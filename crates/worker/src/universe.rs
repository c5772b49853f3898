use optarchive_core::domain::symbol::parse_symbol_list;

/// Tickers that must be archived every day. Retried with the mandatory round budget and
/// raised as an operator alert when still missing.
pub const MANDATORY_SYMBOLS: &[&str] = &[
    "A", "AAPL", "ABBV", "ABT", "ACN", "ADBE", "ADM", "ADP", "AFL", "AGN", "AIG", "ALB",
    "ALL", "AMCR", "AMGN", "AMZN", "AOS", "APD", "ATO", "AXP", "AZO", "BA", "BAC", "BDX",
    "BEN", "BF.B", "BIIB", "BK", "BKNG", "BKX", "BLK", "BMY", "BNS", "BRK.B", "BYND", "C",
    "CAH", "CAT", "CB", "CHTR", "CINF", "CL", "CLX", "CLDT", "CMCSA", "CNP", "CMG", "COF",
    "COP", "COST", "CSCO", "CTAS", "CVS", "CVX", "CZNC", "D", "DD", "DHR", "DIA", "DIS",
    "DJX", "DOV", "DOW", "DUK", "ECL", "ED", "EEM", "EMN", "EMR", "ESS", "EWW", "EWZ",
    "EXC", "EXPD", "EXPE", "F", "FB", "FDX", "FRT", "FXI", "GD", "GDX", "GE", "GEO", "GILD",
    "GLD", "GM", "GOOG", "GOOGL", "GPC", "GS", "GWW", "HAL", "HD", "HGX", "HON", "HRL",
    "HSBC", "IBM", "INTC", "IP", "ITW", "IWM", "IYR", "JNJ", "JNUG", "JPM", "KEY", "KHC",
    "KMB", "KMI", "KO", "KR", "KTB", "LEG", "LIN", "LLY", "LMT", "LOW", "LYB", "LYFT", "M",
    "MA", "MCD", "MDLZ", "MDT", "MET", "MKC", "MMM", "MO", "MPC", "MRK", "MS", "MSFT",
    "MYL", "NDX", "NEE", "NFLX", "NGG", "NKE", "NNN", "NOV", "NUE", "NVDA", "O", "ODP",
    "OEX", "OHI", "OIH", "OMC", "ORCL", "OSX", "OXY", "OZK", "PBCT", "PEAK", "PEB", "PEP",
    "PFE", "PG", "PM", "PNR", "PPG", "PPL", "PYPL", "QCOM", "QQQ", "RLG", "RLV", "ROP",
    "ROST", "RTN", "RUI", "RUT", "SBUX", "SHW", "SIXB", "SIXI", "SIXM", "SIXRE", "SIXU",
    "SIXV", "SIXY", "SKT", "SLB", "SLV", "SMH", "SO", "SOX", "SPG", "SPGI", "SPY", "SPX",
    "STAG", "SWK", "SYY", "T", "TAN", "TGT", "TLT", "TROW", "TSLA", "TXN", "UBER", "UNH",
    "UNP", "UPS", "USB", "USO", "UTX", "UTY", "V", "VFC", "VIAC", "VIACA", "VIX", "VTR",
    "VZ", "WBA", "WDC", "WELL", "WFC", "WMT", "WPC", "WRK", "X", "XAU", "XBI", "XDA", "XDB",
    "XDC", "XDE", "XDN", "XDS", "XDZ", "XEO", "XLB", "XLE", "XLP", "XLU", "XLY", "XOM",
    "XOP", "XRT", "XSP",
];

/// The built-in list, or `MANDATORY_SYMBOLS="A,B,C"` when set.
pub fn mandatory_symbols() -> Vec<String> {
    match std::env::var("MANDATORY_SYMBOLS") {
        Ok(s) if !s.trim().is_empty() => parse_symbol_list(&s),
        _ => MANDATORY_SYMBOLS.iter().map(|s| s.to_string()).collect(),
    }
}
use anyhow::Context;
use clap::{Parser, Subcommand};
use optarchive_core::config::{env_or, Settings};
use optarchive_core::domain::symbol::parse_symbol_list;
use optarchive_core::ingest::cache::SnapshotCache;
use optarchive_core::ingest::chains::{ChainFetcher, FetcherConfig};
use optarchive_core::ingest::universe::{CboeUniverse, UniverseError, UniverseOptions};
use optarchive_core::orchestrator::{run_daily, Orchestrator, OrchestratorOptions, RunPlan};
use optarchive_core::storage::snapshots::{InMemorySnapshotStore, PgSnapshotStore, SnapshotStore};
use std::path::PathBuf;
use std::sync::Arc;
use tracing_subscriber::EnvFilter;
use tracing_subscriber::{layer::SubscriberExt, util::SubscriberInitExt};

mod ingest;
mod universe;

#[derive(Debug, Parser)]
#[command(name = "optarchive_worker")]
struct Args {
    /// Trading day to archive (YYYY-MM-DD). Defaults to today in US market time.
    #[arg(long, global = true)]
    data_date: Option<String>,

    /// Keep everything in memory instead of writing to the database.
    #[arg(long, global = true)]
    dry_run: bool,

    #[command(subcommand)]
    command: Option<Command>,
}

#[derive(Debug, Subcommand)]
enum Command {
    /// Fetch and archive the day's option chains (default).
    Run,

    /// Import historical L2 options CSV dumps.
    ImportCsv {
        /// Directories under `--root` starting with this prefix are scanned.
        #[arg(long)]
        folder_prefix: String,

        #[arg(long, default_value = ".")]
        root: PathBuf,

        /// Comma separated underlying symbols to keep. All when omitted.
        #[arg(long)]
        symbols: Option<String>,
    },

    /// Normalize and store every cached payload of a day.
    LoadCache {
        /// Cache day (YYYY-MM-DD). Defaults to the data date.
        #[arg(long)]
        date: Option<String>,
    },
}

#[tokio::main]
async fn main() -> anyhow::Result<()> {
    dotenvy::dotenv().ok();

    let settings = Settings::from_env()?;
    let _sentry_guard = init_sentry(&settings);

    tracing_subscriber::registry()
        .with(EnvFilter::from_default_env())
        .with(tracing_subscriber::fmt::layer())
        .with(sentry_tracing::layer())
        .init();

    let args = Args::parse();

    let result = run(args, &settings).await;
    if let Err(err) = &result {
        sentry_anyhow::capture_anyhow(err);
        if let Some(UniverseError::Integrity { got, min }) = err.downcast_ref::<UniverseError>() {
            tracing::error!(got, min, "symbol universe failed the sanity check; nothing was fetched");
        } else {
            tracing::error!(error = %format!("{err:#}"), "archiver run failed");
        }
    }
    result
}

async fn run(args: Args, settings: &Settings) -> anyhow::Result<()> {
    let data_date =
        optarchive_core::time::us_market::resolve_data_date(args.data_date.as_deref(), chrono::Utc::now())?;

    let pool = if args.dry_run {
        None
    } else {
        let db_url = settings.require_database_url()?;
        let pool = sqlx::postgres::PgPoolOptions::new()
            .max_connections(env_or("DATABASE_MAX_CONNECTIONS", 5))
            .connect(db_url)
            .await
            .context("connect DATABASE_URL failed")?;
        optarchive_core::storage::migrate(&pool).await?;
        Some(pool)
    };

    let pg_store = pool.map(|pool| Arc::new(PgSnapshotStore::new(pool)));
    let store: Arc<dyn SnapshotStore> = match &pg_store {
        Some(pg) => pg.clone(),
        None => Arc::new(InMemorySnapshotStore::new()),
    };

    match args.command.unwrap_or(Command::Run) {
        Command::Run => run_day(settings, store, pg_store.as_deref(), data_date, args.dry_run).await,
        Command::ImportCsv {
            folder_prefix,
            root,
            symbols,
        } => {
            let filter = symbols.as_deref().map(parse_symbol_list);
            ingest::import_csv_folders(store.as_ref(), &root, &folder_prefix, filter.as_deref()).await?;
            Ok(())
        }
        Command::LoadCache { date } => {
            let cache = SnapshotCache::from_env().context("SNAPSHOT_CACHE_DIR is required for load-cache")?;
            let date = match date {
                Some(s) => chrono::NaiveDate::parse_from_str(s.trim(), "%Y-%m-%d")
                    .with_context(|| format!("invalid --date {s:?}, expected YYYY-MM-DD"))?,
                None => data_date,
            };
            let store_raw = OrchestratorOptions::from_env().store_raw;
            ingest::load_cached_day(store.as_ref(), &cache, date, store_raw).await?;
            Ok(())
        }
    }
}

async fn run_day(
    settings: &Settings,
    store: Arc<dyn SnapshotStore>,
    pg_store: Option<&PgSnapshotStore>,
    data_date: chrono::NaiveDate,
    dry_run: bool,
) -> anyhow::Result<()> {
    let lock = match pg_store {
        Some(pg) => match pg.lock_data_date(data_date).await? {
            Some(lock) => Some(lock),
            None => {
                tracing::warn!(%data_date, "data_date lock not acquired; another run in progress");
                return Ok(());
            }
        },
        None => None,
    };

    let (shutdown_handle, shutdown) = optarchive_core::shutdown::channel();
    tokio::spawn(async move {
        if tokio::signal::ctrl_c().await.is_ok() {
            tracing::warn!("interrupt received; finishing in-flight symbols");
            shutdown_handle.trigger();
        }
    });

    let result = async {
        let fetcher = ChainFetcher::from_settings(settings, FetcherConfig::from_env())?;
        let universe_opts = UniverseOptions::from_env();
        let universe_source = CboeUniverse::new(&universe_opts)?;

        let orch = Orchestrator::new(
            Arc::new(fetcher),
            store,
            data_date,
            OrchestratorOptions::from_env(),
            shutdown,
        )
        .with_cache(SnapshotCache::from_env());

        let plan = RunPlan {
            mandatory: universe::mandatory_symbols(),
            min_universe_symbols: universe_opts.min_symbols,
        };

        tracing::info!(%data_date, dry_run, mandatory = plan.mandatory.len(), "starting archiver run");
        run_daily(&orch, &universe_source, &plan).await
    }
    .await;

    if let Some(lock) = lock {
        if let Err(err) = lock.release().await {
            tracing::warn!(error = %format!("{err:#}"), "data_date lock release failed; closing the session frees it");
        }
    }

    let summary = result?;
    alert_missing_mandatory(summary.mandatory_unresolved());
    Ok(())
}

fn alert_missing_mandatory(symbols: &[String]) {
    if symbols.is_empty() {
        return;
    }

    let list = symbols.join(", ");
    tracing::error!("**************************************************");
    tracing::error!(count = symbols.len(), "COULD NOT GET THESE MANDATORY SYMBOLS: {list}");
    tracing::error!("**************************************************");
    sentry::capture_message(
        &format!("could not get mandatory symbols: {list}"),
        sentry::Level::Error,
    );
}

fn init_sentry(settings: &Settings) -> Option<sentry::ClientInitGuard> {
    let dsn = settings.sentry_dsn.as_deref()?;
    Some(sentry::init((
        dsn,
        sentry::ClientOptions {
            release: sentry::release_name!(),
            ..Default::default()
        },
    )))
}

#[cfg(test)]
mod tests {
    use super::*;

    #[test]
    fn run_is_the_default_command() {
        let args = Args::try_parse_from(["optarchive_worker", "--dry-run"]).unwrap();
        assert!(args.dry_run);
        assert!(args.command.is_none());
    }

    #[test]
    fn parses_import_csv() {
        let args = Args::try_parse_from([
            "optarchive_worker",
            "import-csv",
            "--folder-prefix",
            "options_",
            "--symbols",
            "aapl,msft",
            "--data-date",
            "2019-02-22",
        ])
        .unwrap();

        assert_eq!(args.data_date.as_deref(), Some("2019-02-22"));
        match args.command {
            Some(Command::ImportCsv {
                folder_prefix,
                root,
                symbols,
            }) => {
                assert_eq!(folder_prefix, "options_");
                assert_eq!(root, PathBuf::from("."));
                assert_eq!(symbols.as_deref(), Some("aapl,msft"));
            }
            other => panic!("unexpected command: {other:?}"),
        }
    }

    #[test]
    fn load_cache_requires_no_arguments() {
        let args = Args::try_parse_from(["optarchive_worker", "load-cache"]).unwrap();
        assert!(matches!(args.command, Some(Command::LoadCache { date: None })));
    }
}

--------------------------------------------------

▸ **Exercise**: Reproduce each line of the records in which the string "async" appears.

▸ **Answer box**:
async fn main() -> anyhow::Result<()> {
async fn run(args: Args, settings: &Settings) -> anyhow::Result<()> {
async fn run_day(
    tokio::spawn(async move {
    let result = async {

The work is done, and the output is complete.